La estructura correcta del hemo C fue publicada, a mediados del siglo XX, por el bioquímico sueco K.-G. Pablo. [1] Este trabajo confirmó la estructura inferida por primera vez por el gran bioquímico sueco Hugo Theorell . La estructura del hemo C, basada en experimentos de RMN e IR de la forma reducida de Fe (II) del hemo, se confirmó en 1975. [2] La estructura del hemo C, incluida la configuración estereoquímica absoluta sobre los enlaces tioéter, se confirmó por primera vez . presentado para la proteína de vertebrados, el citocromo c [3] y ahora se extiende a muchas otras proteínas que contienen hemo C.
El hemo C difiere del hemo B en que las dos cadenas laterales de vinilo del hemo B se reemplazan por enlaces covalentes de tioéter a la apoproteína . Los dos enlaces tioéter se realizan normalmente mediante residuos de cisteína de la proteína. Estos enlaces no permiten que el hemo C se disocie fácilmente de la holoproteína , el citocromo c , en comparación con el hemo B que se disocia más fácilmente y que puede disociarse de la holoproteína, el complejo hemo-proteína, incluso en condiciones leves. Esto permite una gama muy amplia de estructuras y funciones del citocromo c, con innumerables citocromos de tipo cactuando principalmente como portadores de electrones. El potencial redox para el citocromo c también se puede "afinar" mediante pequeños cambios en la estructura de la proteína y la interacción del solvente. [4]
El número de unidades de hemo C unidas a una holoproteína es muy variable. Para las células de vertebrados, la regla es un hemo C por proteína, pero para las bacterias, este número suele ser de 2, 4, 5, 6 o incluso 16 grupos hemo C por holoproteína. En general, se acepta que el número y la disposición de los grupos hemo C están relacionados e incluso son necesarios para la función adecuada de la holoproteína. Por ejemplo, aquellas proteínas que contienen varios grupos hemo C están involucradas en múltiples reacciones de transferencia de electrones, particularmente importante es la reducción de 6 electrones requerida para reducir el nitrógeno atmosférico en dos moléculas de amoníaco orgánico. Es común que la proporción de hemo C a aminoácido sea alta para las hemoproteínas bacterianas., por lo que los interiores de algunas proteínas del citocromo c aparecen repletos de muchos grupos hemo C en comparación con otras hemoproteínas. Algunas hemoproteínas, a menudo de organismos unicelulares , pueden contener cinco hemo C. [5] El complejo bc 1 es otra enzima importante que contiene un hemo de tipo C.

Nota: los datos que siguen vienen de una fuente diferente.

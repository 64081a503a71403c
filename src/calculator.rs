use chrono::NaiveDate;
use thiserror::Error;
use tracing::trace;

use crate::navigation::{Period, add_periods, periods_between};

#[derive(Debug, Clone, PartialEq, Eq, Error)]
pub enum BillDateError {
    #[error(
        "Invalid recurrence period '{0}'. Expected one of: daily, weekly, monthly, quarterly, half-year, yearly"
    )]
    InvalidRecurrencePeriod(String),

    #[error("Invalid date window: earliest {earliest} is after latest {latest}")]
    InvalidDateWindow {
        earliest: NaiveDate,
        latest: NaiveDate,
    },
}

/// Inclusive date range. Construction rejects `earliest > latest`.
#[derive(Debug, Clone, Copy, PartialEq, Eq)]
pub struct DateWindow {
    earliest: NaiveDate,
    latest: NaiveDate,
}

impl DateWindow {
    pub fn new(earliest: NaiveDate, latest: NaiveDate) -> Result<Self, BillDateError> {
        if earliest > latest {
            return Err(BillDateError::InvalidDateWindow { earliest, latest });
        }
        Ok(Self { earliest, latest })
    }

    pub fn earliest(&self) -> NaiveDate {
        self.earliest
    }

    pub fn latest(&self) -> NaiveDate {
        self.latest
    }
}

#[derive(Debug, Clone, Copy, PartialEq, Eq)]
pub struct RecurrenceRule {
    pub anchor: NaiveDate,
    pub period: Period,
    /// Occurrences dropped between two kept ones.
    pub skip: u32,
}

impl RecurrenceRule {
    pub fn new(anchor: NaiveDate, period: Period, skip: u32) -> Self {
        Self {
            anchor,
            period,
            skip,
        }
    }

    /// Base periods between two kept occurrences.
    pub fn stride(&self) -> u64 {
        u64::from(self.skip) + 1
    }

    /// The `index`-th kept occurrence, projected from the anchor so clamped
    /// month ends do not carry over into later occurrences.
    pub fn occurrence(&self, index: u64) -> Option<NaiveDate> {
        add_periods(self.anchor, self.period, index.checked_mul(self.stride())?)
    }

    /// Index of the first kept occurrence on or after `date`.
    pub fn first_index_on_or_after(&self, date: NaiveDate) -> u64 {
        if date <= self.anchor {
            return 0;
        }
        let mut index = (periods_between(self.anchor, date, self.period) / self.stride())
            .saturating_sub(1);
        while let Some(occurrence) = self.occurrence(index) {
            if occurrence >= date {
                break;
            }
            index += 1;
        }
        index
    }

    /// Kept occurrences in ascending order, starting at `index`.
    pub fn occurrences_from_index(&self, index: u64) -> Occurrences {
        Occurrences {
            rule: *self,
            next: index,
        }
    }

    /// Kept occurrences in ascending order, starting with the first one on or after `date`.
    pub fn occurrences_from(&self, date: NaiveDate) -> Occurrences {
        self.occurrences_from_index(self.first_index_on_or_after(date))
    }
}

/// Iterator over the kept occurrences of a [`RecurrenceRule`]. Ends when the
/// calendar runs out.
#[derive(Debug, Clone)]
pub struct Occurrences {
    rule: RecurrenceRule,
    next: u64,
}

impl Iterator for Occurrences {
    type Item = NaiveDate;

    fn next(&mut self) -> Option<Self::Item> {
        let date = self.rule.occurrence(self.next)?;
        self.next = self.next.checked_add(1)?;
        Some(date)
    }
}

/// Expected pay dates of a bill inside `window`, leaving out everything at or
/// before `last_paid`.
pub fn pay_dates(
    window: DateWindow,
    rule: &RecurrenceRule,
    last_paid: Option<NaiveDate>,
) -> Vec<NaiveDate> {
    let dates: Vec<NaiveDate> = rule
        .occurrences_from(window.earliest())
        .take_while(|date| *date <= window.latest())
        .filter(|date| last_paid.is_none_or(|paid| *date > paid))
        .collect();

    trace!(
        anchor = %rule.anchor,
        period = %rule.period,
        skip = rule.skip,
        earliest = %window.earliest(),
        latest = %window.latest(),
        found = dates.len(),
        "computed pay dates"
    );
    dates
}

/// Untyped entry point: parses `period` and validates the window before
/// delegating to [`pay_dates`].
pub fn get_pay_dates(
    earliest: NaiveDate,
    latest: NaiveDate,
    bill_start: NaiveDate,
    period: &str,
    skip: u32,
    last_paid: Option<NaiveDate>,
) -> Result<Vec<NaiveDate>, BillDateError> {
    let period: Period = period.parse()?;
    let window = DateWindow::new(earliest, latest)?;
    let rule = RecurrenceRule::new(bill_start, period, skip);
    Ok(pay_dates(window, &rule, last_paid))
}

Los enlaces tioéter parecen permitir una gran libertad de función para las holoproteínas. En general, los citocromos de tipo c se pueden "afinar" en un rango más amplio de potencial de oxidación-reducción que los citocromos b. Esta puede ser una razón importante por la cual el citocromo c es casi omnipresente durante toda la vida. El hemo C también juega un papel importante en la apoptosis , donde solo unas pocas moléculas de citocromo c citoplasmático, que aún debe contener hemo C, conduce a la muerte celular programada. [6] El citocromo c se puede medir en suero humano y se puede usar como marcador de inflamación. [7]
Además de estos enlaces covalentes ecuatoriales, el hierro hemo también suele estar coordinado axialmente con las cadenas laterales de dos aminoácidos , lo que hace que el hierro sea hexacoordinado. Por ejemplo, el citocromo c de los mamíferos y del atún contiene un hemo C único que está coordinado axialmente con las cadenas laterales de histidina y metionina . [8] Tal vez debido a los dos enlaces covalentes que unen el hemo con la proteína, el hierro del hemo C a veces se liga axialmente al grupo amino de la lisina o incluso al agua.